Vertical Atlas - world.orbit is a public research project focusing on a critical and generative engagement with satellite data. In a series of workshops, artists and designers can learn how to find, read, process and translate satellite data. Alternative digital cartographies can identify other ways of representing global and local developments in narratives that help us to see Earth anew.

Al Jawf, Libya via Google Earth View

Seeing Earth anew

Satellites play a central role in witnessing and understanding events on the global scale. Circling the world in rhythms that range from a near-live, hourly recurrence to slow 12-day cycles, they read the entire atmosphere and surface of Earth and its oceans. With a plethora of sensors scanning in a wide range of electromagnetic bandwidths in a huge diversity of global observation missions, they trace water cycles and temperatures; witness the presence and flows of various gases; see the growth and decay of forests and vegetation; and monitor life in cities and observe mobility flows through visible or hidden infrastructures.

The images constructed from satellite data tend to focus on particular information qualities, catering for scientific analysis or giving the coordinates for commercial opportunities and technological interventions.
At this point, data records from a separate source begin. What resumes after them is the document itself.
//! Client-side partition of one batch job query into technician-days

use std::collections::HashMap;

use chrono::NaiveDate;
use uuid::Uuid;

use crate::services::civil_time::CivilCalendar;
use crate::types::ScheduledJob;

/// Active jobs per (technician, local date), sorted by start
pub struct TechnicianDays<'a> {
    days: HashMap<(Uuid, NaiveDate), Vec<&'a ScheduledJob>>,
}

impl<'a> TechnicianDays<'a> {
    pub fn build(jobs: &'a [ScheduledJob], calendar: &dyn CivilCalendar) -> Self {
        let mut days: HashMap<(Uuid, NaiveDate), Vec<&'a ScheduledJob>> = HashMap::new();

        for job in jobs.iter().filter(|j| j.is_active()) {
            let date = calendar.local_date(job.scheduled_at);
            for technician_id in &job.technician_ids {
                days.entry((*technician_id, date)).or_default().push(job);
            }
        }

        for day in days.values_mut() {
            day.sort_by_key(|j| (j.scheduled_at, j.id));
        }

        Self { days }
    }

    pub fn jobs(&self, technician_id: Uuid, date: NaiveDate) -> &[&'a ScheduledJob] {
        self.days
            .get(&(technician_id, date))
            .map(Vec::as_slice)
            .unwrap_or(&[])
    }
}
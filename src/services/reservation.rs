//! Exclusive section around writes to one technician's day.
//!
//! Searches read without locking, so two concurrent bookings can both see a
//! free slot. Writers that need a guarantee take a reservation for the
//! technician-day first; the backing mechanism lives outside the engine.

use std::collections::HashMap;
use std::sync::Arc;

use anyhow::Result;
use async_trait::async_trait;
use chrono::NaiveDate;
use parking_lot::Mutex;
use tokio::sync::OwnedMutexGuard;
use uuid::Uuid;

/// Held for the duration of a write. Dropping it releases the reservation.
pub struct ReservationGuard {
    held: Option<OwnedMutexGuard<()>>,
    on_release: Option<Box<dyn FnOnce() + Send>>,
}

impl ReservationGuard {
    pub fn unlocked() -> Self {
        Self {
            held: None,
            on_release: None,
        }
    }
}

impl Drop for ReservationGuard {
    fn drop(&mut self) {
        // Unlock first so the release hook sees the final reference count
        drop(self.held.take());
        if let Some(release) = self.on_release.take() {
            release();
        }
    }
}

#[async_trait]
pub trait ReservationLock: Send + Sync {
    async fn acquire(&self, technician_id: Uuid, date: NaiveDate) -> Result<ReservationGuard>;
}

/// No exclusivity: concurrent writers are not detected
pub struct NoReservations;

#[async_trait]
impl ReservationLock for NoReservations {
    async fn acquire(&self, _technician_id: Uuid, _date: NaiveDate) -> Result<ReservationGuard> {
        Ok(ReservationGuard::unlocked())
    }
}

type SlotMap = HashMap<(Uuid, NaiveDate), Arc<tokio::sync::Mutex<()>>>;

/// Per-technician-day mutex, effective within one worker process only.
/// Entries live only while a holder or waiter exists.
#[derive(Default)]
pub struct LocalReservations {
    slots: Arc<Mutex<SlotMap>>,
}

impl LocalReservations {
    pub fn new() -> Self {
        Self::default()
    }

    #[cfg(test)]
    fn tracked(&self) -> usize {
        self.slots.lock().len()
    }
}

#[async_trait]
impl ReservationLock for LocalReservations {
    async fn acquire(&self, technician_id: Uuid, date: NaiveDate) -> Result<ReservationGuard> {
        let key = (technician_id, date);
        let slot = self.slots.lock().entry(key).or_default().clone();
        let held = slot.lock_owned().await;

        let slots = Arc::clone(&self.slots);
        let on_release = move || {
            let mut slots = slots.lock();
            // Waiters clone the entry under this lock, so a count of one means nobody else needs it
            if slots.get(&key).is_some_and(|entry| Arc::strong_count(entry) == 1) {
                slots.remove(&key);
            }
        };

        Ok(ReservationGuard {
            held: Some(held),
            on_release: Some(Box::new(on_release)),
        })
    }
}
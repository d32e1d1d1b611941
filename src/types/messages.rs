//! NATS message types

use serde::{Deserialize, Serialize};
use uuid::Uuid;
use chrono::{DateTime, Utc};

/// Generic request wrapper
#[derive(Debug, Clone, Serialize, Deserialize)]
#[serde(rename_all = "camelCase")]
pub struct Request<T> {
    pub id: Uuid,
    pub timestamp: DateTime<Utc>,
    pub payload: T,
}

/// Generic success response wrapper
#[derive(Debug, Clone, Serialize, Deserialize)]
#[serde(rename_all = "camelCase")]
pub struct SuccessResponse<T> {
    pub id: Uuid,
    pub timestamp: DateTime<Utc>,
    pub payload: T,
}

impl<T> SuccessResponse<T> {
    pub fn new(request_id: Uuid, payload: T) -> Self {
        Self {
            id: request_id,
            timestamp: Utc::now(),
            payload,
        }
    }
}

/// Error response
#[derive(Debug, Clone, Serialize, Deserialize)]
#[serde(rename_all = "camelCase")]
pub struct ErrorResponse {
    pub id: Uuid,
    pub timestamp: DateTime<Utc>,
    pub error: ErrorDetail,
}

#[derive(Debug, Clone, Serialize, Deserialize)]
#[serde(rename_all = "camelCase")]
pub struct ErrorDetail {
    pub code: String,
    pub message: String,
}

impl ErrorResponse {
    pub fn new(request_id: Uuid, code: impl Into<String>, message: impl Into<String>) -> Self {
        Self {
            id: request_id,
            timestamp: Utc::now(),
            error: ErrorDetail {
                code: code.into(),
                message: message.into(),
            },
        }
    }
}
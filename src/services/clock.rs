//! Time source and the past-candidate guard

use std::sync::Arc;

use chrono::{DateTime, Utc};
use chrono_tz::Tz;
use tracing::warn;

/// Source of "now"
pub trait Clock: Send + Sync {
    fn now(&self) -> DateTime<Utc>;
}

pub struct SystemClock;

impl Clock for SystemClock {
    fn now(&self) -> DateTime<Utc> {
        Utc::now()
    }
}

/// Clock frozen at a given instant
pub struct FixedClock(pub DateTime<Utc>);

impl Clock for FixedClock {
    fn now(&self) -> DateTime<Utc> {
        self.0
    }
}

/// Decides whether a candidate start has already passed.
///
/// Comparison happens on wall-clock values in the business timezone. If the
/// timezone cannot be loaded the guard compares raw instants instead.
#[derive(Clone)]
pub struct ClockGuard {
    zone: Option<Tz>,
    clock: Arc<dyn Clock>,
}

impl ClockGuard {
    pub fn new(timezone: &str, clock: Arc<dyn Clock>) -> Self {
        let zone = match timezone.parse::<Tz>() {
            Ok(tz) => Some(tz),
            Err(e) => {
                warn!("Clock guard cannot load timezone '{}' ({}), comparing raw instants", timezone, e);
                None
            }
        };
        Self { zone, clock }
    }

    pub fn is_past(&self, candidate: DateTime<Utc>) -> bool {
        let now = self.clock.now();
        match self.zone {
            Some(tz) => candidate.with_timezone(&tz).naive_local() < now.with_timezone(&tz).naive_local(),
            None => candidate < now,
        }
    }
}

#[cfg(test)]
mod tests {
    use super::*;
    use chrono::{Duration, TimeZone};

    fn guard_at(now: DateTime<Utc>, timezone: &str) -> ClockGuard {
        ClockGuard::new(timezone, Arc::new(FixedClock(now)))
    }

    #[test]
    fn test_one_minute_before_now_is_past() {
        let now = Utc.with_ymd_and_hms(2026, 3, 2, 15, 0, 0).unwrap();
        let guard = guard_at(now, "America/Montreal");

        assert!(guard.is_past(now - Duration::minutes(1)));
        assert!(!guard.is_past(now + Duration::minutes(1)));
    }

    #[test]
    fn test_current_instant_is_not_past() {
        let now = Utc.with_ymd_and_hms(2026, 3, 2, 15, 0, 0).unwrap();
        assert!(!guard_at(now, "America/Montreal").is_past(now));
    }

    #[test]
    fn test_unknown_timezone_falls_back_to_instant_comparison() {
        let now = Utc.with_ymd_and_hms(2026, 3, 2, 15, 0, 0).unwrap();
        let guard = guard_at(now, "Not/A_Zone");

        assert!(guard.is_past(now - Duration::minutes(1)));
        assert!(!guard.is_past(now + Duration::minutes(1)));
    }
}
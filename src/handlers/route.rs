//! Route sequencing handler

use std::sync::Arc;
use std::time::Duration;

use anyhow::Result;
use async_nats::{Client, Subscriber};
use futures::StreamExt;
use tracing::{debug, warn};

use super::respond;
use crate::services::engine::{CallOptions, SchedulingEngine};
use crate::types::OptimizeRouteRequest;

pub(crate) async fn process_optimize(engine: &SchedulingEngine, payload: &[u8], timeout: Duration) -> Result<Vec<u8>> {
    respond(payload, |request: OptimizeRouteRequest| async move {
        engine
            .optimize_daily_route(request.date, request.technician_id, &CallOptions::with_timeout(timeout))
            .await
    })
    .await
}

/// Handle scheduler.route.optimize
pub async fn handle_optimize(
    client: Client,
    mut subscriber: Subscriber,
    engine: Arc<SchedulingEngine>,
    timeout: Duration,
) -> Result<()> {
    while let Some(msg) = subscriber.next().await {
        debug!("Received route.optimize message");

        let Some(reply) = msg.reply.clone() else {
            warn!("Message without reply subject");
            continue;
        };

        let response = process_optimize(&engine, &msg.payload, timeout).await?;
        let _ = client.publish(reply, response.into()).await;
    }

    Ok(())
}

#[cfg(test)]
mod tests {
    use super::*;
    use serde_json::{json, Value};
    use uuid::Uuid;

    use crate::config::SchedulingPolicy;
    use crate::services::geocoding::MockGeocoder;
    use crate::services::store::memory::InMemoryStore;

    #[tokio::test]
    async fn empty_day_replies_success_without_stops() {
        let store = Arc::new(InMemoryStore::new());
        let engine = SchedulingEngine::new(store.clone(), Arc::new(MockGeocoder::new()), SchedulingPolicy::default());
        let payload = json!({
            "id": Uuid::new_v4(),
            "timestamp": "2026-03-02T12:00:00Z",
            "payload": { "date": "2026-03-10", "technicianId": Uuid::new_v4() }
        })
        .to_string();

        let bytes = process_optimize(&engine, payload.as_bytes(), Duration::from_secs(5)).await.unwrap();
        let reply: Value = serde_json::from_slice(&bytes).unwrap();

        assert_eq!(reply["payload"]["success"], true);
        assert_eq!(reply["payload"]["message"], "Not enough jobs to optimize");
        assert!(store.reschedules().is_empty());
    }
}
Like no other instrument, Earth-observation satellites feature in narratives of neutral knowledge, of quantifiable representations of states-of-affairs observed from a detached perspective. As such, they provide a powerful anchor point for the western, techno-scientific cosmology, in which nature is objectified and seen from the outside by human subjects enhanced by technologies. At the same time, satellite observation of Earth offers humans the possibility to perceive the planet as a connected whole, adding a vital, shared dimension to the increasingly fragmented perspectives that rule the destructive events on the surface of Earth.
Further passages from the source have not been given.